* [DESCRIPTION OF THE TASK] Look through the records, and wherever the string "HashMap" turns up, copy out that line.

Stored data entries

----

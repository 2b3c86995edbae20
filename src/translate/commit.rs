//! Batched commit path for finalized translations.
//! Commits are buffered in a channel and flushed to the store in one
//! transaction per tick. Every commit gets a ticket that resolves once its
//! records are written, or with the error that stopped them.

use std::sync::Arc;
use std::time::Duration;

use parking_lot::Mutex;
use tokio::sync::{mpsc, oneshot};
use tokio::task::JoinHandle;
use tokio::time::MissedTickBehavior;
use tokio_util::sync::CancellationToken;
use tracing::{debug, info, warn};

use super::store::{BatchSummary, StoreError, TranslationRecord, TranslationStore};
use crate::metrics::{metric_names, MetricsRegistry};

struct PendingCommit {
    records: Vec<TranslationRecord>,
    ack: oneshot::Sender<Result<(), StoreError>>,
}

/// Resolves when the flush loop has written (or failed to write) a commit.
#[must_use = "a commit is only known to be persisted once its ticket resolves"]
pub struct CommitTicket(oneshot::Receiver<Result<(), StoreError>>);

impl CommitTicket {
    pub async fn wait(self) -> Result<(), StoreError> {
        self.0
            .await
            .unwrap_or_else(|_| Err(StoreError::Task("commit queue closed".into())))
    }
}

pub struct CommitQueue {
    tx: mpsc::UnboundedSender<PendingCommit>,
    shutdown: CancellationToken,
    handle: Mutex<Option<JoinHandle<()>>>,
}

impl CommitQueue {
    /// Spawn the flush loop on the current Tokio runtime.
    pub fn start(
        store: Arc<dyn TranslationStore>,
        flush_interval: Duration,
        metrics: Arc<MetricsRegistry>,
    ) -> Self {
        let (tx, rx) = mpsc::unbounded_channel();
        let shutdown = CancellationToken::new();
        let handle = tokio::spawn(flush_loop(
            rx,
            store,
            flush_interval,
            shutdown.clone(),
            metrics,
        ));
        Self {
            tx,
            shutdown,
            handle: Mutex::new(Some(handle)),
        }
    }

    /// Queue records that must land together. Never blocks; after shutdown
    /// the ticket resolves to an error.
    pub fn enqueue(&self, records: Vec<TranslationRecord>) -> CommitTicket {
        let (ack, rx) = oneshot::channel();
        if let Err(e) = self.tx.send(PendingCommit { records, ack }) {
            warn!(records = e.0.records.len(), "commit queue closed, records dropped");
        }
        CommitTicket(rx)
    }

    /// Flush everything still buffered and stop the loop.
    pub async fn shutdown(&self) {
        self.shutdown.cancel();
        let handle = self.handle.lock().take();
        if let Some(handle) = handle {
            if let Err(e) = handle.await {
                warn!(error = %e, "commit flush loop ended abnormally");
            }
        }
    }
}

async fn flush_loop(
    mut rx: mpsc::UnboundedReceiver<PendingCommit>,
    store: Arc<dyn TranslationStore>,
    flush_interval: Duration,
    shutdown: CancellationToken,
    metrics: Arc<MetricsRegistry>,
) {
    let mut ticker = tokio::time::interval(flush_interval);
    ticker.set_missed_tick_behavior(MissedTickBehavior::Delay);
    let mut buffer: Vec<PendingCommit> = Vec::with_capacity(16);

    loop {
        tokio::select! {
            _ = ticker.tick() => {
                if !buffer.is_empty() {
                    flush_batch(&store, std::mem::take(&mut buffer), &metrics).await;
                }
            }
            msg = rx.recv() => match msg {
                Some(commit) => buffer.push(commit),
                None => break,
            },
            _ = shutdown.cancelled() => {
                rx.close();
                while let Ok(commit) = rx.try_recv() {
                    buffer.push(commit);
                }
                break;
            }
        }
    }

    if !buffer.is_empty() {
        flush_batch(&store, buffer, &metrics).await;
    }
    info!("commit flush loop exiting");
}

async fn flush_batch(store: &Arc<dyn TranslationStore>, batch: Vec<PendingCommit>, metrics: &Arc<MetricsRegistry>) {
    let span = metrics.span(metric_names::COMMIT_FLUSH);
    let (commits, acks): (Vec<_>, Vec<_>) = batch.into_iter().map(|c| (c.records, c.ack)).unzip();
    let sizes: Vec<usize> = commits.iter().map(Vec::len).collect();
    let store = Arc::clone(store);
    let result = tokio::task::spawn_blocking(move || write_commits(store.as_ref(), &commits)).await;
    span.finish();

    let (summary, results) = match result {
        Ok(written) => written,
        Err(e) => {
            warn!(error = %e, commits = acks.len(), "commit batch task panicked");
            let reason = e.to_string();
            let results = acks
                .iter()
                .map(|_| Err(StoreError::Task(reason.clone())))
                .collect();
            (BatchSummary::default(), results)
        }
    };

    if summary.queued > 0 {
        metrics.add(metric_names::OVERRIDE_REJECTED, summary.queued as u64);
    }
    let mut failed = 0;
    for ((ack, result), size) in acks.into_iter().zip(results).zip(sizes) {
        if let Err(e) = &result {
            warn!(error = %e, records = size, "commit failed");
            failed += size;
        }
        // The caller may have gone away; the rows are written regardless.
        let _ = ack.send(result);
    }
    if failed > 0 {
        metrics.add(metric_names::COMMIT_FAILED, failed as u64);
    }
    debug!(
        inserted = summary.inserted,
        updated = summary.updated,
        queued = summary.queued,
        rejected = summary.rejected,
        failed,
        "commit batch flushed"
    );
}

/// One transaction for the whole batch. If it fails, each commit is retried
/// on its own so one bad commit cannot sink its neighbours.
fn write_commits(
    store: &dyn TranslationStore,
    commits: &[Vec<TranslationRecord>],
) -> (BatchSummary, Vec<Result<(), StoreError>>) {
    let all = commits.concat();
    match store.put_batch(&all) {
        Ok(summary) => (summary, commits.iter().map(|_| Ok(())).collect()),
        Err(e) if commits.len() == 1 => (BatchSummary::default(), vec![Err(e)]),
        Err(e) => {
            warn!(error = %e, commits = commits.len(), "batch write failed, retrying per commit");
            let mut total = BatchSummary::default();
            let results = commits
                .iter()
                .map(|records| store.put_batch(records).map(|summary| total += summary))
                .collect();
            (total, results)
        }
    }
}

#[cfg(test)]
mod tests {
    use super::*;
    use crate::translate::store::{PutOutcome, ReviewItem, SqliteStore};
    use crate::translate::{Language, Role, Translation};
    use std::collections::HashMap;

    fn record(key: &str, value: &str) -> TranslationRecord {
        TranslationRecord::automatic(Language::Th, key, Role::UiLabel, &Translation::translated(value))
    }

    /// SQLite store whose batch writes fail when any record targets `broken`.
    struct BrokenKeyStore {
        inner: SqliteStore,
        broken: &'static str,
    }

    impl TranslationStore for BrokenKeyStore {
        fn get(&self, language: Language, key: &str) -> Result<Option<TranslationRecord>, StoreError> {
            self.inner.get(language, key)
        }

        fn get_all(&self, language: Language) -> Result<HashMap<String, String>, StoreError> {
            self.inner.get_all(language)
        }

        fn put(&self, record: &TranslationRecord) -> Result<PutOutcome, StoreError> {
            self.inner.put(record)
        }

        fn put_batch(&self, records: &[TranslationRecord]) -> Result<BatchSummary, StoreError> {
            if records.iter().any(|r| r.key == self.broken) {
                return Err(StoreError::Task("disk full".into()));
            }
            self.inner.put_batch(records)
        }

        fn reinitialize(&self, language: Language, entries: &HashMap<String, String>) -> Result<usize, StoreError> {
            self.inner.reinitialize(language, entries)
        }

        fn pending_reviews(&self, language: Language) -> Result<Vec<ReviewItem>, StoreError> {
            self.inner.pending_reviews(language)
        }
    }

    #[tokio::test]
    async fn tickets_resolve_after_the_tick_writes() {
        let store = Arc::new(SqliteStore::open_in_memory().unwrap());
        let queue = CommitQueue::start(store.clone(), Duration::from_millis(20), Arc::new(MetricsRegistry::new()));

        let first = queue.enqueue(vec![record("a", "1")]);
        let second = queue.enqueue(vec![record("b", "2"), record("c", "3")]);
        first.wait().await.unwrap();
        second.wait().await.unwrap();

        assert_eq!(store.get_all(Language::Th).unwrap().len(), 3);
        queue.shutdown().await;
    }

    #[tokio::test]
    async fn shutdown_flushes_pending_records() {
        let store = Arc::new(SqliteStore::open_in_memory().unwrap());
        let metrics = Arc::new(MetricsRegistry::new());
        let queue = CommitQueue::start(store.clone(), Duration::from_secs(3600), Arc::clone(&metrics));

        store
            .put(&TranslationRecord::manual(Language::Th, "locked", Role::UiLabel, "x"))
            .unwrap();
        let ticket = queue.enqueue(vec![record("a", "1"), record("locked", "machine")]);
        queue.shutdown().await;
        ticket.wait().await.unwrap();

        let all = store.get_all(Language::Th).unwrap();
        assert_eq!(all["a"], "1");
        assert_eq!(all["locked"], "x");
        assert_eq!(metrics.counter(metric_names::OVERRIDE_REJECTED), 1);

        let late = queue.enqueue(vec![record("late", "z")]);
        assert!(matches!(late.wait().await, Err(StoreError::Task(_))));
        assert!(store.get(Language::Th, "late").unwrap().is_none());
    }

    #[tokio::test]
    async fn failed_write_reaches_its_caller_only() {
        let store = Arc::new(BrokenKeyStore {
            inner: SqliteStore::open_in_memory().unwrap(),
            broken: "banner",
        });
        let metrics = Arc::new(MetricsRegistry::new());
        let queue = CommitQueue::start(store.clone(), Duration::from_secs(3600), Arc::clone(&metrics));

        let good = queue.enqueue(vec![record("nav.home", "หน้าแรก")]);
        let bad = queue.enqueue(vec![record("banner.alt", "ok"), record("banner", "x")]);
        queue.shutdown().await;

        good.wait().await.unwrap();
        let err = bad.wait().await.unwrap_err();
        assert!(err.to_string().contains("disk full"));

        let all = store.get_all(Language::Th).unwrap();
        assert_eq!(all["nav.home"], "หน้าแรก");
        // The failed commit is all-or-nothing.
        assert!(!all.contains_key("banner.alt"));
        assert_eq!(metrics.counter(metric_names::COMMIT_FAILED), 2);
    }
}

----

* [RESPONSE FOR THIS EXERCISE]
    use std::collections::HashMap;
        fn get_all(&self, language: Language) -> Result<HashMap<String, String>, StoreError> {
        fn reinitialize(&self, language: Language, entries: &HashMap<String, String>) -> Result<usize, StoreError> {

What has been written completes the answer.